Justin Verlander lost another World Series game and the road team won for the sixth time in the series and Washington Nationals manager Dave Martinez was removed from the game because he protested in ways both semi-official and vulgar, and amid it all Max Scherzer, scratched from Sunday’s game because of a neck injury and tentatively scheduled for Wednesday’s game, warmed up in Tuesday’s game, just in case.
This was the chaos that led finally to Game 7, Wednesday night at Minute Maid Park, that and misdialed or unanswered phones, that and batters hauling their bats all the way to first base, that and a quick primer not on what batters should — or should not — have in their hands when they arrive at first base, but the path by which any batter should arrive there.

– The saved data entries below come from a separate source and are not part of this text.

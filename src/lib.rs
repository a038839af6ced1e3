//! Typed bindings for the Linux `quotactl(2)` syscall family: administer
//! per-user, per-group, and per-project disk quotas on a filesystem.
//!
//! Every operation is one synchronous syscall with stack-local buffers; the
//! kernel is the sole system of record, and every failure is terminal (no
//! retries, no partial results). Kernels from 2.4.22 are supported; project
//! quotas need 4.1 and the next-quota search needs 4.6, both checked once
//! per process before dispatch (see [`Capabilities`]).
//!
//! The flat per-type functions below mirror the quota tools' naming; the
//! same operations are available generically over [`QuotaType`] via
//! [`quota_on`], [`quota_get`], and friends.
//!
//! # Examples
//!
//! ```no_run
//! use quotax::{QuotaFormat, QuotaLimits};
//!
//! # fn main() -> quotax::Result<()> {
//! quotax::user_quota_on("/dev/sda1", QuotaFormat::VFS_V1, "/mnt/aquota.user")?;
//! quotax::set_user_quota(
//!     "/dev/sda1",
//!     1000,
//!     QuotaLimits {
//!         block_hard: 100_000,
//!         block_soft: 90_000,
//!         inode_hard: 10_000,
//!         inode_soft: 9_000,
//!     },
//! )?;
//! let record = quotax::get_user_quota("/dev/sda1", 1000)?;
//! assert_eq!(record.blocks.hard, 100_000);
//! # Ok(())
//! # }
//! ```

use nix::NixPath;

mod abi;
mod caps;
mod error;
mod ops;

pub use abi::QuotaType;
pub use caps::{Capabilities, Capability, KernelVersion};
pub use error::{QuotaError, Result};
pub use ops::{
    quota_get, quota_get_format, quota_get_info, quota_get_next, quota_off, quota_on, quota_set,
    quota_set_info, quota_sync, BlockLimits, InodeLimits, NextQuotaRecord, QuotaFileFlags,
    QuotaFileInfo, QuotaFormat, QuotaLimits, QuotaRecord,
};

// === User quotas === //

/// Turn on user quotas for a filesystem.
pub fn user_quota_on<P: NixPath + ?Sized>(
    device: &P,
    format: QuotaFormat,
    quota_file: &P,
) -> Result<()> {
    ops::quota_on(QuotaType::User, device, format, quota_file)
}

/// Turn off user quotas for a filesystem.
pub fn user_quota_off<P: NixPath + ?Sized>(device: &P) -> Result<()> {
    ops::quota_off(QuotaType::User, device)
}

/// Get the quota of a user on a filesystem.
pub fn get_user_quota<P: NixPath + ?Sized>(device: &P, uid: u32) -> Result<QuotaRecord> {
    ops::quota_get(QuotaType::User, device, uid)
}

/// Get the quota of the next user whose id is greater than or equal to
/// `uid` on a filesystem.
pub fn get_next_user_quota<P: NixPath + ?Sized>(device: &P, uid: u32) -> Result<NextQuotaRecord> {
    ops::quota_get_next(QuotaType::User, device, uid)
}

/// Set the quota limits of a user on a filesystem.
pub fn set_user_quota<P: NixPath + ?Sized>(
    device: &P,
    uid: u32,
    limits: QuotaLimits,
) -> Result<()> {
    ops::quota_set(QuotaType::User, device, uid, limits)
}

/// Get information about the user quota file for a filesystem.
pub fn get_user_quota_info<P: NixPath + ?Sized>(device: &P) -> Result<QuotaFileInfo> {
    ops::quota_get_info(QuotaType::User, device)
}

/// Set information about the user quota file for a filesystem.
pub fn set_user_quota_info<P: NixPath + ?Sized>(device: &P, info: QuotaFileInfo) -> Result<()> {
    ops::quota_set_info(QuotaType::User, device, info)
}

/// Get the quota format used for user quotas on a filesystem.
pub fn get_user_quota_format<P: NixPath + ?Sized>(device: &P) -> Result<QuotaFormat> {
    ops::quota_get_format(QuotaType::User, device)
}

/// Update the on-disk copy of user quota usages for a filesystem, or for
/// all filesystems with active user quotas when `device` is `None`.
pub fn sync_user_quotas<P: NixPath + ?Sized>(device: Option<&P>) -> Result<()> {
    ops::quota_sync(QuotaType::User, device)
}

// === Group quotas === //

/// Turn on group quotas for a filesystem.
pub fn group_quota_on<P: NixPath + ?Sized>(
    device: &P,
    format: QuotaFormat,
    quota_file: &P,
) -> Result<()> {
    ops::quota_on(QuotaType::Group, device, format, quota_file)
}

/// Turn off group quotas for a filesystem.
pub fn group_quota_off<P: NixPath + ?Sized>(device: &P) -> Result<()> {
    ops::quota_off(QuotaType::Group, device)
}

/// Get the quota of a group on a filesystem.
pub fn get_group_quota<P: NixPath + ?Sized>(device: &P, gid: u32) -> Result<QuotaRecord> {
    ops::quota_get(QuotaType::Group, device, gid)
}

/// Get the quota of the next group whose id is greater than or equal to
/// `gid` on a filesystem.
pub fn get_next_group_quota<P: NixPath + ?Sized>(device: &P, gid: u32) -> Result<NextQuotaRecord> {
    ops::quota_get_next(QuotaType::Group, device, gid)
}

/// Set the quota limits of a group on a filesystem.
pub fn set_group_quota<P: NixPath + ?Sized>(
    device: &P,
    gid: u32,
    limits: QuotaLimits,
) -> Result<()> {
    ops::quota_set(QuotaType::Group, device, gid, limits)
}

/// Get information about the group quota file for a filesystem.
pub fn get_group_quota_info<P: NixPath + ?Sized>(device: &P) -> Result<QuotaFileInfo> {
    ops::quota_get_info(QuotaType::Group, device)
}

/// Set information about the group quota file for a filesystem.
pub fn set_group_quota_info<P: NixPath + ?Sized>(device: &P, info: QuotaFileInfo) -> Result<()> {
    ops::quota_set_info(QuotaType::Group, device, info)
}

/// Get the quota format used for group quotas on a filesystem.
pub fn get_group_quota_format<P: NixPath + ?Sized>(device: &P) -> Result<QuotaFormat> {
    ops::quota_get_format(QuotaType::Group, device)
}

/// Update the on-disk copy of group quota usages for a filesystem, or for
/// all filesystems with active group quotas when `device` is `None`.
pub fn sync_group_quotas<P: NixPath + ?Sized>(device: Option<&P>) -> Result<()> {
    ops::quota_sync(QuotaType::Group, device)
}

// === Project quotas === //
//
// All of these report `QuotaError::Unsupported` without issuing a syscall
// when project quotas are compiled out or the kernel predates 4.1.

/// Turn on project quotas for a filesystem.
pub fn project_quota_on<P: NixPath + ?Sized>(
    device: &P,
    format: QuotaFormat,
    quota_file: &P,
) -> Result<()> {
    ops::quota_on(QuotaType::Project, device, format, quota_file)
}

/// Turn off project quotas for a filesystem.
pub fn project_quota_off<P: NixPath + ?Sized>(device: &P) -> Result<()> {
    ops::quota_off(QuotaType::Project, device)
}

/// Get the quota of a project on a filesystem.
pub fn get_project_quota<P: NixPath + ?Sized>(device: &P, project_id: u32) -> Result<QuotaRecord> {
    ops::quota_get(QuotaType::Project, device, project_id)
}

/// Get the quota of the next project whose id is greater than or equal to
/// `project_id` on a filesystem.
pub fn get_next_project_quota<P: NixPath + ?Sized>(
    device: &P,
    project_id: u32,
) -> Result<NextQuotaRecord> {
    ops::quota_get_next(QuotaType::Project, device, project_id)
}

/// Set the quota limits of a project on a filesystem.
pub fn set_project_quota<P: NixPath + ?Sized>(
    device: &P,
    project_id: u32,
    limits: QuotaLimits,
) -> Result<()> {
    ops::quota_set(QuotaType::Project, device, project_id, limits)
}

/// Get information about the project quota file for a filesystem.
pub fn get_project_quota_info<P: NixPath + ?Sized>(device: &P) -> Result<QuotaFileInfo> {
    ops::quota_get_info(QuotaType::Project, device)
}

/// Set information about the project quota file for a filesystem.
pub fn set_project_quota_info<P: NixPath + ?Sized>(device: &P, info: QuotaFileInfo) -> Result<()> {
    ops::quota_set_info(QuotaType::Project, device, info)
}

/// Get the quota format used for project quotas on a filesystem.
pub fn get_project_quota_format<P: NixPath + ?Sized>(device: &P) -> Result<QuotaFormat> {
    ops::quota_get_format(QuotaType::Project, device)
}

/// Update the on-disk copy of project quota usages for a filesystem, or for
/// all filesystems with active project quotas when `device` is `None`.
pub fn sync_project_quotas<P: NixPath + ?Sized>(device: Option<&P>) -> Result<()> {
    ops::quota_sync(QuotaType::Project, device)
}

In the end, World Series Game 6 showed a convincing outcome: Nationals 7, Houston Astros 2. And what it set up is the simplest and most captivating of affairs: Game 7, Scherzer against Zack Greinke, at stake what they have played for the past seven months and exactly to where this series has barrelled for a good week-and-a-half.
The arguments, the exasperation, the anger, the absurdity, none of it altered an outcome fueled by Strasburg, who pitched into the ninth inning and won for the second time in the World Series and the fifth time in the postseason, and by an imprecise Verlander, who is 0-2 in this World Series and 0-6 across four of them. And by Rendon, who homered, doubled twice and drove in five runs.
These were the Nationals of the unexpected summertime run of clean and relevant baseball. The Nationals of real fight. So, on their way to Game 7, after having been swamped in three home games over a terribly long — for them — weekend in D.C., they got after that fight again, when a seventh-inning call went against them, and for a good five minutes everyone stood around and watched them go to pieces.
Plate umpire Sam Holbrook ruled Nationals baserunner Trea Turner had interfered with a throw from Astros pitcher Brad Peacock, based on his positioning near — but not on — the first base line. Martinez disagreed, with apparently decent reason. He attempted to protest the game, though rules state a judgement call — non-reviewable under baseball’s replay restrictions — may not be protested. Nevertheless, he demanded a rules-check replay, so two umpires put on headsets and called the replay center in New York and also attempted to call operations chief Joe Torre, who was sitting maybe 50 feet away. Torre said his phone never rang. Besides, the call had been made (correctly, according to the umpires and Torre, who arrived at a postgame news conference with his thumb designating the proper page in the official rule book, which he later read aloud), and in the end all any of it did was delay the Nationals’ victory.
To sum up, Martinez was asked afterward what it was he was protesting there and he said, “Honestly, nothing. Because I knew you couldn’t.”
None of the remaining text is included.